From NPR News, this is ALL THINGS CONSIDERED. I'm Robert Siegel.

LYNN NEARY, HOST:

And I'm Lynn Neary.

Now to a scene of heated debate about the financial crisis in Europe, at a dinner table. It's in Athens, Greece, where the European crisis is raising questions about whether to abandon the euro currency.

Here's Chana Joffe-Walt with our Planet Money team.

CHANA JOFFE-WALT, BYLINE: Meet your host, Katherina Margaritou, charming, smiley. She's a Greek chemist with wild curls and this is her apartment she shares with Elias Tiligadas.

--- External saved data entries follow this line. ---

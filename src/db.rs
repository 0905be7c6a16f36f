use sqlx::{
    sqlite::{SqliteConnectOptions, SqlitePoolOptions},
    SqlitePool,
};
use std::env;
use std::str::FromStr;

pub async fn create_pool() -> Result<SqlitePool, sqlx::Error> {
    let database_url = env::var("DATABASE_URL")
        .map_err(|_| sqlx::Error::Configuration("DATABASE_URL must be set".into()))?;

    // Ensure the data directory exists
    if let Some(parent) = std::path::Path::new(&database_url.replace("sqlite://", "")).parent() {
        std::fs::create_dir_all(parent).ok();
    }

    // Foreign keys must be on so deleting a poll cascades to options and votes
    let options = SqliteConnectOptions::from_str(&database_url)?
        .create_if_missing(true)
        .foreign_keys(true);

    let pool = SqlitePoolOptions::new()
        .max_connections(5)
        .connect_with(options)
        .await?;

    Ok(pool)
}
use crate::models::{OptionCount, Poll, PollOption, Vote, VoteDetail};
use async_trait::async_trait;
use sqlx::SqlitePool;

use super::{map_unique_violation, RepositoryError, RepositoryResult};

#[async_trait]
#[cfg_attr(test, mockall::automock)]
pub trait PollRepository: Send + Sync {
    /// Inserts the poll and all of its options in one transaction.
    async fn create_poll(
        &self,
        user_id: i64,
        question: &str,
        description: Option<&str>,
        options: &[String],
    ) -> RepositoryResult<Poll>;
    async fn find_poll(&self, id: i64) -> RepositoryResult<Option<Poll>>;
    async fn list_polls(&self) -> RepositoryResult<Vec<Poll>>;
    async fn list_polls_by_user(&self, user_id: i64) -> RepositoryResult<Vec<Poll>>;
    async fn find_option(&self, option_id: i64) -> RepositoryResult<Option<PollOption>>;
    /// Per-option vote counts for a poll, in option id order.
    async fn option_counts(&self, poll_id: i64) -> RepositoryResult<Vec<OptionCount>>;
    /// Single atomic insert; the UNIQUE (user_id, poll_id) constraint turns a
    /// duplicate vote into `AlreadyExists` even under concurrent requests.
    async fn insert_vote(
        &self,
        user_id: i64,
        poll_id: i64,
        option_id: i64,
    ) -> RepositoryResult<Vote>;
    async fn find_user_vote(
        &self,
        user_id: i64,
        poll_id: i64,
    ) -> RepositoryResult<Option<VoteDetail>>;
    async fn list_user_votes(&self, user_id: i64) -> RepositoryResult<Vec<VoteDetail>>;
    async fn list_option_votes(&self, option_id: i64) -> RepositoryResult<Vec<VoteDetail>>;
    async fn find_vote_detail(&self, vote_id: i64) -> RepositoryResult<Option<VoteDetail>>;
    /// Options and votes go with the poll (ON DELETE CASCADE).
    async fn delete_poll(&self, id: i64) -> RepositoryResult<()>;
    async fn count_polls_by_user(&self, user_id: i64) -> RepositoryResult<i64>;
    async fn count_votes_by_user(&self, user_id: i64) -> RepositoryResult<i64>;
    /// Votes cast on polls owned by the given user.
    async fn count_votes_received(&self, user_id: i64) -> RepositoryResult<i64>;
}

pub struct SqlitePollRepository {
    pool: SqlitePool,
}

impl SqlitePollRepository {
    pub fn new(pool: SqlitePool) -> Self {
        Self { pool }
    }
}

const POLL_COLUMNS: &str = "id, user_id, question, description, created_at";

const VOTE_DETAIL_QUERY: &str = "SELECT v.id, v.user_id, u.name AS user_name, \
     v.option_id, o.text AS option_text, v.poll_id, p.question AS poll_question, v.created_at \
     FROM votes v \
     JOIN users u ON u.id = v.user_id \
     JOIN options o ON o.id = v.option_id \
     JOIN polls p ON p.id = v.poll_id";

#[async_trait]
impl PollRepository for SqlitePollRepository {
    async fn create_poll(
        &self,
        user_id: i64,
        question: &str,
        description: Option<&str>,
        options: &[String],
    ) -> RepositoryResult<Poll> {
        let mut tx = self.pool.begin().await?;

        let result = sqlx::query("INSERT INTO polls (user_id, question, description) VALUES (?, ?, ?)")
            .bind(user_id)
            .bind(question)
            .bind(description)
            .execute(&mut *tx)
            .await?;

        let poll_id = result.last_insert_rowid();

        for text in options {
            sqlx::query("INSERT INTO options (poll_id, text) VALUES (?, ?)")
                .bind(poll_id)
                .bind(text)
                .execute(&mut *tx)
                .await?;
        }

        tx.commit().await?;

        self.find_poll(poll_id)
            .await?
            .ok_or(RepositoryError::NotFound)
    }

    async fn find_poll(&self, id: i64) -> RepositoryResult<Option<Poll>> {
        let poll = sqlx::query_as::<_, Poll>(&format!(
            "SELECT {POLL_COLUMNS} FROM polls WHERE id = ?"
        ))
        .bind(id)
        .fetch_optional(&self.pool)
        .await?;

        Ok(poll)
    }

    async fn list_polls(&self) -> RepositoryResult<Vec<Poll>> {
        let polls = sqlx::query_as::<_, Poll>(&format!(
            "SELECT {POLL_COLUMNS} FROM polls ORDER BY created_at DESC, id DESC"
        ))
        .fetch_all(&self.pool)
        .await?;

        Ok(polls)
    }

    async fn list_polls_by_user(&self, user_id: i64) -> RepositoryResult<Vec<Poll>> {
        let polls = sqlx::query_as::<_, Poll>(&format!(
            "SELECT {POLL_COLUMNS} FROM polls WHERE user_id = ? ORDER BY created_at DESC, id DESC"
        ))
        .bind(user_id)
        .fetch_all(&self.pool)
        .await?;

        Ok(polls)
    }

    async fn find_option(&self, option_id: i64) -> RepositoryResult<Option<PollOption>> {
        let option =
            sqlx::query_as::<_, PollOption>("SELECT id, poll_id, text FROM options WHERE id = ?")
                .bind(option_id)
                .fetch_optional(&self.pool)
                .await?;

        Ok(option)
    }

    async fn option_counts(&self, poll_id: i64) -> RepositoryResult<Vec<OptionCount>> {
        let counts = sqlx::query_as::<_, OptionCount>(
            "SELECT o.id, o.poll_id, o.text, COUNT(v.id) AS votes \
             FROM options o \
             LEFT JOIN votes v ON v.option_id = o.id \
             WHERE o.poll_id = ? \
             GROUP BY o.id \
             ORDER BY o.id",
        )
        .bind(poll_id)
        .fetch_all(&self.pool)
        .await?;

        Ok(counts)
    }

    async fn insert_vote(
        &self,
        user_id: i64,
        poll_id: i64,
        option_id: i64,
    ) -> RepositoryResult<Vote> {
        let result = sqlx::query("INSERT INTO votes (user_id, option_id, poll_id) VALUES (?, ?, ?)")
            .bind(user_id)
            .bind(option_id)
            .bind(poll_id)
            .execute(&self.pool)
            .await
            .map_err(map_unique_violation)?;

        let vote_id = result.last_insert_rowid();

        let vote = sqlx::query_as::<_, Vote>(
            "SELECT id, user_id, option_id, poll_id, created_at FROM votes WHERE id = ?",
        )
        .bind(vote_id)
        .fetch_optional(&self.pool)
        .await?;

        vote.ok_or(RepositoryError::NotFound)
    }

    async fn find_user_vote(
        &self,
        user_id: i64,
        poll_id: i64,
    ) -> RepositoryResult<Option<VoteDetail>> {
        let vote = sqlx::query_as::<_, VoteDetail>(&format!(
            "{VOTE_DETAIL_QUERY} WHERE v.user_id = ? AND v.poll_id = ?"
        ))
        .bind(user_id)
        .bind(poll_id)
        .fetch_optional(&self.pool)
        .await?;

        Ok(vote)
    }

    async fn list_user_votes(&self, user_id: i64) -> RepositoryResult<Vec<VoteDetail>> {
        let votes = sqlx::query_as::<_, VoteDetail>(&format!(
            "{VOTE_DETAIL_QUERY} WHERE v.user_id = ? ORDER BY v.created_at DESC, v.id DESC"
        ))
        .bind(user_id)
        .fetch_all(&self.pool)
        .await?;

        Ok(votes)
    }

    async fn list_option_votes(&self, option_id: i64) -> RepositoryResult<Vec<VoteDetail>> {
        let votes = sqlx::query_as::<_, VoteDetail>(&format!(
            "{VOTE_DETAIL_QUERY} WHERE v.option_id = ? ORDER BY v.created_at DESC, v.id DESC"
        ))
        .bind(option_id)
        .fetch_all(&self.pool)
        .await?;

        Ok(votes)
    }

    async fn find_vote_detail(&self, vote_id: i64) -> RepositoryResult<Option<VoteDetail>> {
        let vote = sqlx::query_as::<_, VoteDetail>(&format!(
            "{VOTE_DETAIL_QUERY} WHERE v.id = ?"
        ))
        .bind(vote_id)
        .fetch_optional(&self.pool)
        .await?;

        Ok(vote)
    }

    async fn delete_poll(&self, id: i64) -> RepositoryResult<()> {
        let result = sqlx::query("DELETE FROM polls WHERE id = ?")
            .bind(id)
            .execute(&self.pool)
            .await?;

        if result.rows_affected() == 0 {
            return Err(RepositoryError::NotFound);
        }

        Ok(())
    }

    async fn count_polls_by_user(&self, user_id: i64) -> RepositoryResult<i64> {
        let count: (i64,) = sqlx::query_as("SELECT COUNT(*) FROM polls WHERE user_id = ?")
            .bind(user_id)
            .fetch_one(&self.pool)
            .await?;

        Ok(count.0)
    }

    async fn count_votes_by_user(&self, user_id: i64) -> RepositoryResult<i64> {
        let count: (i64,) = sqlx::query_as("SELECT COUNT(*) FROM votes WHERE user_id = ?")
            .bind(user_id)
            .fetch_one(&self.pool)
            .await?;

        Ok(count.0)
    }

    async fn count_votes_received(&self, user_id: i64) -> RepositoryResult<i64> {
        let count: (i64,) = sqlx::query_as(
            "SELECT COUNT(*) FROM votes v JOIN polls p ON p.id = v.poll_id WHERE p.user_id = ?",
        )
        .bind(user_id)
        .fetch_one(&self.pool)
        .await?;

        Ok(count.0)
    }
}
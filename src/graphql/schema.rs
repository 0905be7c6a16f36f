use async_graphql::{Context, EmptySubscription, Object, Result, Schema, ID};
use std::sync::Arc;

use crate::auth::AuthUser;
use crate::error::AppError;
use crate::models::PublicUser;
use crate::services::{
    AuthService, CreatePollRequest, LoginRequest, PollService, RegisterRequest, UserService,
};

use super::types::*;

pub type PollhubSchema = Schema<QueryRoot, MutationRoot, EmptySubscription>;

pub fn build_schema(
    user_service: Arc<UserService>,
    auth_service: Arc<AuthService>,
    poll_service: Arc<PollService>,
) -> PollhubSchema {
    Schema::build(QueryRoot, MutationRoot, EmptySubscription)
        .data(user_service)
        .data(auth_service)
        .data(poll_service)
        .finish()
}

fn require_auth<'a>(ctx: &'a Context<'_>) -> Result<&'a AuthUser> {
    ctx.data_opt::<AuthUser>().ok_or_else(|| {
        graphql_error(AppError::Unauthenticated(
            "You must be logged in to perform this action".to_string(),
        ))
    })
}

fn parse_id(id: &ID, what: &str) -> Result<i64> {
    id.0.parse::<i64>()
        .map_err(|_| graphql_error(AppError::Validation(format!("Invalid {} ID", what))))
}

pub struct QueryRoot;

#[Object]
impl QueryRoot {
    async fn me(&self, ctx: &Context<'_>) -> Result<GqlUser> {
        let auth = require_auth(ctx)?;
        let users = ctx.data::<Arc<UserService>>()?;

        let user = users
            .find_user_by_id(auth.id)
            .await
            .map_err(graphql_error)?
            .ok_or_else(|| graphql_error(AppError::NotFound("User not found".to_string())))?;

        Ok(GqlUser(PublicUser::from(user)))
    }

    async fn users(&self, ctx: &Context<'_>) -> Result<Vec<GqlUser>> {
        let users = ctx.data::<Arc<UserService>>()?;
        let all = users.list_users(None, None).await.map_err(graphql_error)?;
        Ok(all
            .into_iter()
            .map(|u| GqlUser(PublicUser::from(u)))
            .collect())
    }

    async fn user_stats(&self, ctx: &Context<'_>) -> Result<GqlUserStats> {
        let auth = require_auth(ctx)?;
        let polls = ctx.data::<Arc<PollService>>()?;

        let stats = polls.user_stats(auth.id).await.map_err(graphql_error)?;

        Ok(GqlUserStats {
            polls_created: stats.polls_created,
            votes_cast: stats.votes_cast,
            total_votes_received: stats.total_votes_received,
            most_popular_poll: stats.most_popular_poll.map(GqlPoll),
        })
    }

    async fn polls(&self, ctx: &Context<'_>) -> Result<Vec<GqlPoll>> {
        let polls = ctx.data::<Arc<PollService>>()?;
        let viewer = ctx.data_opt::<AuthUser>().map(|u| u.id);

        let summaries = polls.list_polls(viewer).await.map_err(graphql_error)?;
        Ok(summaries.into_iter().map(GqlPoll).collect())
    }

    async fn poll(&self, ctx: &Context<'_>, id: ID) -> Result<GqlPoll> {
        let polls = ctx.data::<Arc<PollService>>()?;
        let viewer = ctx.data_opt::<AuthUser>().map(|u| u.id);
        let poll_id = parse_id(&id, "poll")?;

        let summary = polls
            .get_poll(poll_id, viewer)
            .await
            .map_err(graphql_error)?;
        Ok(GqlPoll(summary))
    }

    async fn poll_results(&self, ctx: &Context<'_>, id: ID) -> Result<PollResult> {
        let polls = ctx.data::<Arc<PollService>>()?;
        let poll_id = parse_id(&id, "poll")?;

        let results = polls.poll_results(poll_id).await.map_err(graphql_error)?;

        Ok(PollResult {
            total_votes: results.total_votes,
            options: results
                .options
                .into_iter()
                .map(|o| OptionResult {
                    id: ID(o.id.to_string()),
                    text: o.text,
                    votes: o.votes,
                    percentage: o.percentage,
                })
                .collect(),
            poll: GqlPoll(results.poll),
        })
    }

    async fn my_polls(&self, ctx: &Context<'_>) -> Result<Vec<GqlPoll>> {
        let auth = require_auth(ctx)?;
        let polls = ctx.data::<Arc<PollService>>()?;

        let summaries = polls.my_polls(auth.id).await.map_err(graphql_error)?;
        Ok(summaries.into_iter().map(GqlPoll).collect())
    }

    async fn my_votes(&self, ctx: &Context<'_>) -> Result<Vec<GqlVote>> {
        let auth = require_auth(ctx)?;
        let polls = ctx.data::<Arc<PollService>>()?;

        let votes = polls.my_votes(auth.id).await.map_err(graphql_error)?;
        Ok(votes.into_iter().map(GqlVote).collect())
    }
}

pub struct MutationRoot;

#[Object]
impl MutationRoot {
    async fn register(
        &self,
        ctx: &Context<'_>,
        input: RegisterInput,
    ) -> Result<VerificationResponse> {
        let users = ctx.data::<Arc<UserService>>()?;

        users
            .register(RegisterRequest {
                name: input.name,
                email: input.email,
                password: input.password,
            })
            .await
            .map_err(graphql_error)?;

        Ok(VerificationResponse {
            success: true,
            message:
                "User registered successfully. Please check your email for verification code."
                    .to_string(),
        })
    }

    async fn verify_email(
        &self,
        ctx: &Context<'_>,
        input: VerifyEmailInput,
    ) -> Result<VerificationResponse> {
        let users = ctx.data::<Arc<UserService>>()?;

        users
            .verify_email(&input.email, &input.verification_code)
            .await
            .map_err(graphql_error)?;

        Ok(VerificationResponse {
            success: true,
            message: "Email verified successfully".to_string(),
        })
    }

    async fn resend_verification(
        &self,
        ctx: &Context<'_>,
        input: ResendVerificationInput,
    ) -> Result<VerificationResponse> {
        let users = ctx.data::<Arc<UserService>>()?;

        users
            .resend_verification(&input.email)
            .await
            .map_err(graphql_error)?;

        Ok(VerificationResponse {
            success: true,
            message: "Verification code resent successfully".to_string(),
        })
    }

    async fn login(&self, ctx: &Context<'_>, input: LoginInput) -> Result<AuthPayload> {
        let auth = ctx.data::<Arc<AuthService>>()?;

        let outcome = auth
            .authenticate(LoginRequest {
                email: input.email,
                password: input.password,
            })
            .await
            .map_err(graphql_error)?;

        Ok(AuthPayload {
            token: outcome.token,
            user: GqlUser(PublicUser::from(outcome.user)),
            success: true,
            message: "Login successful".to_string(),
        })
    }

    async fn logout(&self) -> String {
        "Logout successful. Please remove the token from client storage.".to_string()
    }

    async fn create_poll(&self, ctx: &Context<'_>, input: CreatePollInput) -> Result<GqlPoll> {
        let auth = require_auth(ctx)?;
        let polls = ctx.data::<Arc<PollService>>()?;

        let summary = polls
            .create_poll(
                auth.id,
                CreatePollRequest {
                    question: input.question,
                    description: input.description,
                    options: input.options,
                },
            )
            .await
            .map_err(graphql_error)?;

        Ok(GqlPoll(summary))
    }

    async fn vote(&self, ctx: &Context<'_>, poll_id: ID, option_id: ID) -> Result<GqlVote> {
        let auth = require_auth(ctx)?;
        let polls = ctx.data::<Arc<PollService>>()?;

        let poll_id = parse_id(&poll_id, "poll")?;
        let option_id = parse_id(&option_id, "option")?;

        let vote = polls
            .cast_vote(auth.id, poll_id, option_id)
            .await
            .map_err(graphql_error)?;

        Ok(GqlVote(vote))
    }

    async fn delete_poll(&self, ctx: &Context<'_>, id: ID) -> Result<String> {
        let auth = require_auth(ctx)?;
        let polls = ctx.data::<Arc<PollService>>()?;
        let poll_id = parse_id(&id, "poll")?;

        polls
            .delete_poll(poll_id, auth.id)
            .await
            .map_err(graphql_error)?;

        Ok("Poll deleted successfully".to_string())
    }
}
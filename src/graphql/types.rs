use async_graphql::{Context, ErrorExtensions, InputObject, Object, Result, SimpleObject, ID};
use std::sync::Arc;

use crate::error::AppError;
use crate::models::{OptionTally, PollSummary, PublicUser, VoteDetail};
use crate::services::{PollService, UserService};

/// Turns a service error into a GraphQL error carrying its `code` extension.
/// The blanket `Display` conversion would lose the extension, so every
/// resolver goes through this instead of `?` on the raw error.
pub(crate) fn graphql_error(err: impl Into<AppError>) -> async_graphql::Error {
    err.into().extend()
}

/// GraphQL view of a user. Poll and vote fields resolve lazily against the
/// poll service, mirroring how both API surfaces share one aggregator.
pub struct GqlUser(pub PublicUser);

#[Object(name = "User")]
impl GqlUser {
    async fn id(&self) -> ID {
        ID(self.0.id.to_string())
    }

    async fn name(&self) -> &str {
        &self.0.name
    }

    async fn email(&self) -> &str {
        &self.0.email
    }

    async fn is_verified(&self) -> bool {
        self.0.is_verified
    }

    async fn created_at(&self) -> &str {
        &self.0.created_at
    }

    async fn polls_count(&self, ctx: &Context<'_>) -> Result<i64> {
        let polls = ctx.data::<Arc<PollService>>()?;
        Ok(polls
            .count_polls_by_user(self.0.id)
            .await
            .map_err(graphql_error)?)
    }

    async fn votes_count(&self, ctx: &Context<'_>) -> Result<i64> {
        let polls = ctx.data::<Arc<PollService>>()?;
        Ok(polls
            .count_votes_by_user(self.0.id)
            .await
            .map_err(graphql_error)?)
    }

    async fn polls(&self, ctx: &Context<'_>) -> Result<Vec<GqlPoll>> {
        let polls = ctx.data::<Arc<PollService>>()?;
        let summaries = polls.my_polls(self.0.id).await.map_err(graphql_error)?;
        Ok(summaries.into_iter().map(GqlPoll).collect())
    }

    async fn votes(&self, ctx: &Context<'_>) -> Result<Vec<GqlVote>> {
        let polls = ctx.data::<Arc<PollService>>()?;
        let votes = polls.my_votes(self.0.id).await.map_err(graphql_error)?;
        Ok(votes.into_iter().map(GqlVote).collect())
    }
}

pub struct GqlPoll(pub PollSummary);

#[Object(name = "Poll")]
impl GqlPoll {
    async fn id(&self) -> ID {
        ID(self.0.id.to_string())
    }

    async fn question(&self) -> &str {
        &self.0.question
    }

    async fn description(&self) -> Option<&str> {
        self.0.description.as_deref()
    }

    async fn options(&self) -> Vec<GqlOption> {
        self.0.options.iter().cloned().map(GqlOption).collect()
    }

    async fn created_by(&self) -> GqlUser {
        GqlUser(self.0.created_by.clone())
    }

    async fn created_at(&self) -> &str {
        &self.0.created_at
    }

    async fn total_votes(&self) -> i64 {
        self.0.total_votes
    }

    async fn user_vote(&self) -> Option<GqlVote> {
        self.0.user_vote.clone().map(GqlVote)
    }
}

pub struct GqlOption(pub OptionTally);

#[Object(name = "Option")]
impl GqlOption {
    async fn id(&self) -> ID {
        ID(self.0.id.to_string())
    }

    async fn text(&self) -> &str {
        &self.0.text
    }

    async fn votes_count(&self) -> i64 {
        self.0.votes
    }

    async fn percentage(&self) -> f64 {
        self.0.percentage
    }

    async fn votes(&self, ctx: &Context<'_>) -> Result<Vec<GqlVote>> {
        let polls = ctx.data::<Arc<PollService>>()?;
        let votes = polls.option_votes(self.0.id).await.map_err(graphql_error)?;
        Ok(votes.into_iter().map(GqlVote).collect())
    }
}

pub struct GqlVote(pub VoteDetail);

#[Object(name = "Vote")]
impl GqlVote {
    async fn id(&self) -> ID {
        ID(self.0.id.to_string())
    }

    async fn created_at(&self) -> &str {
        &self.0.created_at
    }

    async fn user(&self, ctx: &Context<'_>) -> Result<GqlUser> {
        let users = ctx.data::<Arc<UserService>>()?;
        let user = users
            .find_user_by_id(self.0.user_id)
            .await
            .map_err(graphql_error)?
            .ok_or_else(|| graphql_error(AppError::NotFound("User not found".to_string())))?;
        Ok(GqlUser(PublicUser::from(user)))
    }

    async fn option(&self, ctx: &Context<'_>) -> Result<GqlOption> {
        let polls = ctx.data::<Arc<PollService>>()?;
        let summary = polls
            .get_poll(self.0.poll_id, None)
            .await
            .map_err(graphql_error)?;
        let tally = summary
            .options
            .into_iter()
            .find(|o| o.id == self.0.option_id)
            .ok_or_else(|| graphql_error(AppError::NotFound("Option not found in this poll".to_string())))?;
        Ok(GqlOption(tally))
    }
}

#[derive(SimpleObject)]
pub struct AuthPayload {
    pub token: String,
    pub user: GqlUser,
    pub success: bool,
    pub message: String,
}

#[derive(SimpleObject)]
pub struct VerificationResponse {
    pub success: bool,
    pub message: String,
}

#[derive(SimpleObject)]
pub struct OptionResult {
    pub id: ID,
    pub text: String,
    pub votes: i64,
    pub percentage: f64,
}

#[derive(SimpleObject)]
pub struct PollResult {
    pub poll: GqlPoll,
    pub total_votes: i64,
    pub options: Vec<OptionResult>,
}

#[derive(SimpleObject)]
#[graphql(name = "UserStats")]
pub struct GqlUserStats {
    pub polls_created: i64,
    pub votes_cast: i64,
    pub total_votes_received: i64,
    pub most_popular_poll: Option<GqlPoll>,
}

#[derive(InputObject)]
pub struct RegisterInput {
    pub name: String,
    pub email: String,
    pub password: String,
}

#[derive(InputObject)]
pub struct LoginInput {
    pub email: String,
    pub password: String,
}

#[derive(InputObject)]
pub struct VerifyEmailInput {
    pub email: String,
    pub verification_code: String,
}

#[derive(InputObject)]
pub struct ResendVerificationInput {
    pub email: String,
}

#[derive(InputObject)]
pub struct CreatePollInput {
    pub question: String,
    pub description: Option<String>,
    pub options: Vec<String>,
}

KATHERINA MARGARITOU: Elias is my boyfriend.

(SOUNDBITE OF LAUGHTER)

ELIAS TILIGADAS: Boyfriend.

MARGARITOU: Boyfriend.

JOFFE-WALT: There are a couple of other people over for dinner, but really, you just have to know these two. And their schtick as a couple seems to be to disagree as performance. Elias will say something and Katherina will go...

MARGARITOU: Anyway, I don't agree with him.

JOFFE-WALT: And vice versa. The conversation tonight is all about the European financial crisis, beginning with the people who seem to be in charge of Europe's destiny these days, Germans.

MARGARITOU: I like them. They are good people. They...

TILIGADAS: (Unintelligible) gave them about a billion dollars with...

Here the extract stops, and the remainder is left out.